Posted 10/30/11 7:32 PM
 

Sassyz75
Turning a new page

Member since 5/05

9731 total posts

Name:
Dina

Re: Sibling invites

I think if parents have to come with siblings, can't get babysitters, etc., then THEY should pay the cost of covering that child that wasn't invited.
IMO it is sort of nervy to bring along a sibling that is not directly invited and expect the party-thrower to cover the cost of that child.

Posted 10/30/11 8:14 PM
 

WhatNow
Say Cheese!

Member since 1/06

8033 total posts

Name:
A (formerly WhatNow?)

Re: Sibling invites

I think it is incredibly rude, unless it is a small child who doesn't fall under headcount and can not be left without his/hers primary caregiver.

In your case, when it is just classmates so pretty much families you barely know, you need to be honest and tell them the truth: that you have reached your maximum headcount and unfortunately, it is impossible to bring a sibling and you are very sorry!

Posted 10/30/11 11:53 PM
 

Kris
LIF Adult

Member since 5/05

1051 total posts

Name:
Kristine

Re: Sibling invites

Well, I guess I am incredibly rude to bring my son to sit with me, instead of not showing up b/c a babysitting situation didn't work out at the last minute.

Posted 10/31/11 8:15 AM
 

CookiePuss
Cake from Outer Space!

Member since 5/05

14021 total posts

Name:

Re: Sibling invites

I have been on both sides of the fence. I have had the need to ask to bring a younger sibling - and I offered to pay. Had I not been able to bring my younger child - I would have not been able to go. I have also been asked to include a younger sibling. I have no problem with it.

Posted 10/31/11 8:49 AM
 

MrsGmomof3
...

Member since 6/08

3290 total posts

Name:
Irrelevant

Re: Sibling invites

Posted by Sassyz75

I think if parents have to come with siblings, can't get babysitters, etc., then THEY should pay the cost of covering that child that wasn't invited.
IMO it is sort of nervy to bring along a sibling that is not directly invited and expect the party-thrower to cover the cost of that child.

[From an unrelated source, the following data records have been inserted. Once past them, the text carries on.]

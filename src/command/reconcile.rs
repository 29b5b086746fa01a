//! Reconciliation engine: turns an action plus the on-disk state into file operations.

use super::{
    ActionOutcome,
    artifact::{write_desktop_entry, write_launcher_script},
    config::{ArtifactSpec, InstallerConfig},
    create_dir_all_with_context,
    desktop::DesktopIntegration,
    download::Downloader,
    inventory::{self, InstallationRecord, InstallationSet},
    is_executable_file, is_non_empty_file,
    prompt::{Confirmation, ConflictChoice, DecisionProvider, SelectionPurpose},
    remove_file_if_exists, set_executable,
    verify::{Artifact, FailedCheck, Problem, verify},
};
use anyhow::{Context, Result, anyhow, bail};
use std::{
    fs,
    path::{Path, PathBuf},
};

const BACKUP_SUFFIX: &str = ".backup";

#[derive(Debug, Clone, PartialEq, Eq)]
pub enum InstallOutcome {
    Installed(ArtifactSpec),
    /// An existing bundle was updated in place; no fresh install followed.
    Updated(PathBuf),
    Cancelled,
    /// Installations were removed and the operator chose not to reinstall.
    Stopped,
}

#[derive(Debug, Clone, PartialEq, Eq)]
pub enum RepairOutcome {
    NothingToRepair,
    Repaired(Vec<FailedCheck>),
}

#[derive(Debug, Clone, PartialEq, Eq)]
pub enum UninstallOutcome {
    Declined,
    Removed(ActionOutcome),
}

enum Resolution {
    Proceed,
    Finish(InstallOutcome),
}

/// A file renamed aside while its replacement is put in place.
///
/// Dropping a handle that was neither committed nor restored restores it.
#[derive(Debug)]
pub struct BackupHandle {
    original: PathBuf,
    backup: PathBuf,
    armed: bool,
}

impl BackupHandle {
    pub fn backup_path_for(original: &Path) -> PathBuf {
        let mut name = original.as_os_str().to_os_string();
        name.push(BACKUP_SUFFIX);
        PathBuf::from(name)
    }

    /// Renames `original` aside. `None` when there is nothing to back up.
    pub fn create(original: &Path) -> Result<Option<Self>> {
        if !original.exists() {
            return Ok(None);
        }
        let backup = Self::backup_path_for(original);
        fs::rename(original, &backup).with_context(|| {
            format!(
                "back up {} -> {}",
                original.display(),
                backup.display()
            )
        })?;
        Ok(Some(Self {
            original: original.to_path_buf(),
            backup,
            armed: true,
        }))
    }

    pub fn backup(&self) -> &Path {
        &self.backup
    }

    /// Keeps the replacement and deletes the backup.
    pub fn commit(mut self) -> Result<()> {
        self.armed = false;
        remove_file_if_exists(&self.backup)
    }

    /// Puts the original back, discarding whatever is at the original path.
    pub fn restore(mut self) -> Result<()> {
        self.armed = false;
        self.restore_in_place()
    }

    fn restore_in_place(&self) -> Result<()> {
        remove_file_if_exists(&self.original)?;
        fs::rename(&self.backup, &self.original).with_context(|| {
            format!(
                "restore {} -> {}",
                self.backup.display(),
                self.original.display()
            )
        })
    }
}
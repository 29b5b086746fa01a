use anyhow::{Result, anyhow};
use clap::{Parser, error::ErrorKind};
use std::process::ExitCode;
use tracing_subscriber::EnvFilter;

mod cli;
mod command;

use command::{
    config::InstallerConfig,
    desktop::SystemDesktop,
    download::{Downloader, HttpTransport, ScratchDir, remove_on_interrupt},
    progress::TerminalProgress,
    prompt::TerminalPrompts,
    reconcile::{InstallOutcome, Reconciler, RepairOutcome, UninstallOutcome},
};

const LOG_ENV: &str = "CURSOR_INSTALLER_LOG";

fn main() -> ExitCode {
    let args = match cli::Cli::try_parse() {
        Ok(args) => args,
        Err(err) => {
            let _ = err.print();
            return match err.kind() {
                ErrorKind::DisplayHelp | ErrorKind::DisplayVersion => ExitCode::SUCCESS,
                _ => ExitCode::FAILURE,
            };
        }
    };
    init_logging(args.verbose);

    match run(&args) {
        Ok(()) => ExitCode::SUCCESS,
        Err(err) => {
            eprintln!("❌ {err:#}");
            ExitCode::FAILURE
        }
    }
}

fn run(args: &cli::Cli) -> Result<()> {
    init_tls_crypto_provider()?;
    let config = InstallerConfig::load(args.config.as_deref())?;
    tracing::debug!(
        app_dir = %config.app_dir.display(),
        bundle_url = %config.download.bundle_url,
        "configuration loaded"
    );

    let scratch = ScratchDir::create(&config.scratch_dir)?;
    remove_on_interrupt(scratch.path().to_path_buf())?;

    let transport = HttpTransport::new(&config);
    let progress = TerminalProgress::new();
    let downloader = Downloader::new(&config, &transport, &progress);
    let mut prompts = TerminalPrompts::stdio();
    let desktop = SystemDesktop;
    let mut reconciler = Reconciler::new(&config, &downloader, &mut prompts, &desktop);

    match args.action() {
        cli::Action::Install => match reconciler.install()? {
            InstallOutcome::Installed(spec) => {
                tracing::info!(bundle = %spec.bundle.display(), "installed");
            }
            InstallOutcome::Updated(path) => tracing::info!(path = %path.display(), "updated"),
            InstallOutcome::Cancelled | InstallOutcome::Stopped => {}
        },
        cli::Action::Repair => {
            if let RepairOutcome::Repaired(fixed) = reconciler.repair()? {
                tracing::info!(count = fixed.len(), "repaired");
            }
        }
        cli::Action::Uninstall => {
            if let UninstallOutcome::Removed(outcome) = reconciler.uninstall()? {
                tracing::info!(failures = outcome.errors.len(), "uninstall finished");
            }
        }
    }
    Ok(())
}

fn init_logging(verbose: bool) {
    let fallback = if verbose { "debug" } else { "warn" };
    let filter = EnvFilter::try_from_env(LOG_ENV).unwrap_or_else(|_| EnvFilter::new(fallback));
    tracing_subscriber::fmt()
        .with_writer(std::io::stderr)
        .with_env_filter(filter)
        .with_target(false)
        .init();
}

fn init_tls_crypto_provider() -> Result<()> {
    if rustls::crypto::CryptoProvider::get_default().is_none() {
        rustls::crypto::ring::default_provider()
            .install_default()
            .map_err(|_| anyhow!("failed to install rustls ring crypto provider"))?;
    }
    Ok(())
}
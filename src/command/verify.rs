//! Post-install checks on the four required artifacts.

use super::{config::ArtifactSpec, is_executable_file};
use std::{
    fmt,
    path::{Path, PathBuf},
};

#[derive(Debug, Clone, Copy, PartialEq, Eq)]
pub enum Artifact {
    Bundle,
    Icon,
    DesktopEntry,
    Launcher,
}

impl Artifact {
    pub fn label(self) -> &'static str {
        match self {
            Self::Bundle => "AppImage",
            Self::Icon => "icon",
            Self::DesktopEntry => "desktop entry",
            Self::Launcher => "launcher",
        }
    }

    fn requires_exec(self) -> bool {
        self != Self::Icon
    }
}

#[derive(Debug, Clone, Copy, PartialEq, Eq)]
pub enum Problem {
    Missing,
    NotExecutable,
}

#[derive(Debug, Clone, PartialEq, Eq)]
pub struct FailedCheck {
    pub artifact: Artifact,
    pub path: PathBuf,
    pub problem: Problem,
}

impl fmt::Display for FailedCheck {
    fn fmt(&self, f: &mut fmt::Formatter<'_>) -> fmt::Result {
        let problem = match self.problem {
            Problem::Missing => "missing",
            Problem::NotExecutable => "not executable",
        };
        write!(
            f,
            "{} {}: {problem}",
            self.artifact.label(),
            self.path.display()
        )
    }
}

/// Required artifacts of `spec`, in check order.
pub fn required_artifacts(spec: &ArtifactSpec) -> [(Artifact, &Path); 4] {
    [
        (Artifact::Bundle, spec.bundle.as_path()),
        (Artifact::Icon, spec.icon.as_path()),
        (Artifact::DesktopEntry, spec.desktop_entry.as_path()),
        (Artifact::Launcher, spec.launcher.as_path()),
    ]
}

/// Returns every failed check; empty means the installation is complete.
pub fn verify(spec: &ArtifactSpec) -> Vec<FailedCheck> {
    required_artifacts(spec)
        .into_iter()
        .filter_map(|(artifact, path)| {
            let problem = if !path.is_file() {
                Problem::Missing
            } else if artifact.requires_exec() && !is_executable_file(path) {
                Problem::NotExecutable
            } else {
                return None;
            };
            Some(FailedCheck {
                artifact,
                path: path.to_path_buf(),
                problem,
            })
        })
        .collect()
}
//! Discovery of existing installations at well-known paths.

use super::config::{BUNDLE_FILE_NAME, InstallerConfig};
use std::{
    fmt,
    path::{Path, PathBuf},
};

#[derive(Debug, Clone, Copy, PartialEq, Eq)]
pub enum InstallationKind {
    /// The AppImage itself; can be updated, and removing it removes its artifacts too.
    Bundle,
    /// Any other matched file, such as a launcher script.
    LauncherLink,
}

impl InstallationKind {
    pub fn classify(path: &Path) -> Self {
        let is_bundle = path
            .file_name()
            .and_then(|n| n.to_str())
            .is_some_and(|n| n == BUNDLE_FILE_NAME);
        if is_bundle {
            Self::Bundle
        } else {
            Self::LauncherLink
        }
    }

    pub fn label(self) -> &'static str {
        match self {
            Self::Bundle => "AppImage",
            Self::LauncherLink => "launcher",
        }
    }
}

#[derive(Debug, Clone, PartialEq, Eq)]
pub struct InstallationRecord {
    pub path: PathBuf,
    pub kind: InstallationKind,
    pub exists: bool,
}

impl InstallationRecord {
    pub fn is_bundle(&self) -> bool {
        self.kind == InstallationKind::Bundle
    }
}

impl fmt::Display for InstallationRecord {
    fn fmt(&self, f: &mut fmt::Formatter<'_>) -> fmt::Result {
        write!(f, "{} ({})", self.path.display(), self.kind.label())
    }
}

/// Found installations, in candidate order.
#[derive(Debug, Clone, Default, PartialEq, Eq)]
pub struct InstallationSet {
    records: Vec<InstallationRecord>,
}

impl InstallationSet {
    pub fn is_empty(&self) -> bool {
        self.records.is_empty()
    }

    pub fn len(&self) -> usize {
        self.records.len()
    }

    pub fn get(&self, index: usize) -> Option<&InstallationRecord> {
        self.records.get(index)
    }

    pub fn iter(&self) -> impl Iterator<Item = &InstallationRecord> {
        self.records.iter()
    }

    /// `  1) path (kind)` lines for interactive selection.
    pub fn numbered_lines(&self) -> Vec<String> {
        self.records
            .iter()
            .enumerate()
            .map(|(idx, record)| format!("  {}) {record}", idx + 1))
            .collect()
    }
}

/// Checks every configured candidate for a regular file. Read-only.
pub fn scan(config: &InstallerConfig) -> InstallationSet {
    scan_paths(&config.candidates)
}

pub fn scan_paths(candidates: &[PathBuf]) -> InstallationSet {
    let mut records: Vec<InstallationRecord> = Vec::new();
    for path in candidates {
        if !path.is_file() || records.iter().any(|r| r.path == *path) {
            continue;
        }
        records.push(InstallationRecord {
            path: path.clone(),
            kind: InstallationKind::classify(path),
            exists: true,
        });
    }
    tracing::debug!(found = records.len(), "installation scan complete");
    InstallationSet { records }
}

I agree with this. The party is for the birthday child and his/her friends. Not his/her friends AND their siblings.

If I can't find someone to watch my younger child, then I ask a mom of a friend who is going to the party to please bring my child to the party. If no one can, then we do not go to the party... plain and simple.

Message edited 10/31/2011 2:13:49 PM.

Posted 10/31/11 2:12 PM
 

Michelle
My Little Yankee Fans

Member since 1/06

4018 total posts

Name:

Re: Sibling invites

I have asked 2 times if I could bring my other son, since they are the same age and this si the first year they have been seperate sin school so they don't get why their brother can't come. I have offered to pay for the other child both times but they didn't meet the maximum so they wouldn't take the money. I also get a gift that is double what I would normally spend to compensate for me bringing my other son.

I don't think it is rude to ask or to even bring another non participating child to come. I would rather someone ask about bringing someone additional then not come when my child would love to have all of their class mates there.

Both times I called I was very nervous and worried that I was being rude and I guess according to the majority here I am. Oh well, I would rather the possibility of being rude, then have my son upset becuase he feels left out when he knows the borthday child and doens't understand why he can't go since this year he is not in that class.